For comparison, the GDP, the total value of all goods and services produced in the United States, grew between 4.4 percent and 4.8 percent annually in the late 1990s' economic boom.

Perhaps the biggest question now is: Why isn't anyone hiring?

Actually, many American companies are - just maybe not in your town. They're hiring overseas, where sales are surging and the pipeline of orders is fat.

More than half of the 15,000 people that Caterpillar Inc. has hired this year were outside the United States. UPS is also hiring at a faster clip overseas. For both companies, sales in international markets are growing at least twice as fast as domestically.

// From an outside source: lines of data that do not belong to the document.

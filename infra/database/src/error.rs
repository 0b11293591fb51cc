use std::borrow::Cow;

/// Errors raised while connecting to or migrating the document store.
#[tport_derive::tport_error]
pub enum DatabaseError {
    #[error("Validation error{}: {message}", format_context(.context))]
    Validation { message: Cow<'static, str>, context: Option<Cow<'static, str>> },

    /// Engine start-up or health check failure.
    #[error("Database connection failed{}: {message}", format_context(.context))]
    Connection { message: Cow<'static, str>, context: Option<Cow<'static, str>> },

    #[error("Authentication failed{}: {message}", format_context(.context))]
    Auth { message: Cow<'static, str>, context: Option<Cow<'static, str>> },

    #[error("SurrealDB error{}: {source}", format_context(.context))]
    Surreal {
        #[source]
        source: surrealdb::Error,
        context: Option<Cow<'static, str>>,
    },

    /// A recorded migration no longer matches its script.
    #[error("Migration error{}: {message}", format_context(.context))]
    Migration { message: Cow<'static, str>, context: Option<Cow<'static, str>> },

    #[error("Internal database error{}: {message}", format_context(.context))]
    Internal { message: Cow<'static, str>, context: Option<Cow<'static, str>> },
}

The trend helps explain why unemployment remains high in the United States, edging up to 9.8 percent in November, even though companies are performing well: All but 4 percent of the top 500 U.S. corporations reported profits this year.

But the jobs are going elsewhere. The Economic Policy Institute, a Washington think tank, says American companies have created 1.4 million jobs overseas this year, compared with fewer than a million in the United States. The additional 1.4 million jobs would have lowered the U.S. unemployment rate to 8.9 percent, said Robert Scott, the institute's senior international economist.

"There's a huge difference between what is good for American companies vs. what is good for the American economy," Scott says.

American jobs have been moving overseas for more than two decades. In recent years, though, those jobs have become more sophisticated - think semiconductors and software, not toys and clothes.

And now many of the products being made overseas aren't coming back to the United States. Demand has grown dramatically this year in emerging markets like India, China, and Brazil.

Meanwhile, consumer demand in the United States has been subdued. Despite a strong holiday shopping season, Americans are still spending 18 percent less than before the recession on furniture, and 10 percent less on electronics, according to MasterCard's SpendingPulse.

"Companies will go where there are fast-growing markets and big profits," said Jeffrey Sachs, globalization expert and economist at Columbia University. "What's changed is that companies today are getting top talent in emerging economies, and the U.S. has to really watch out."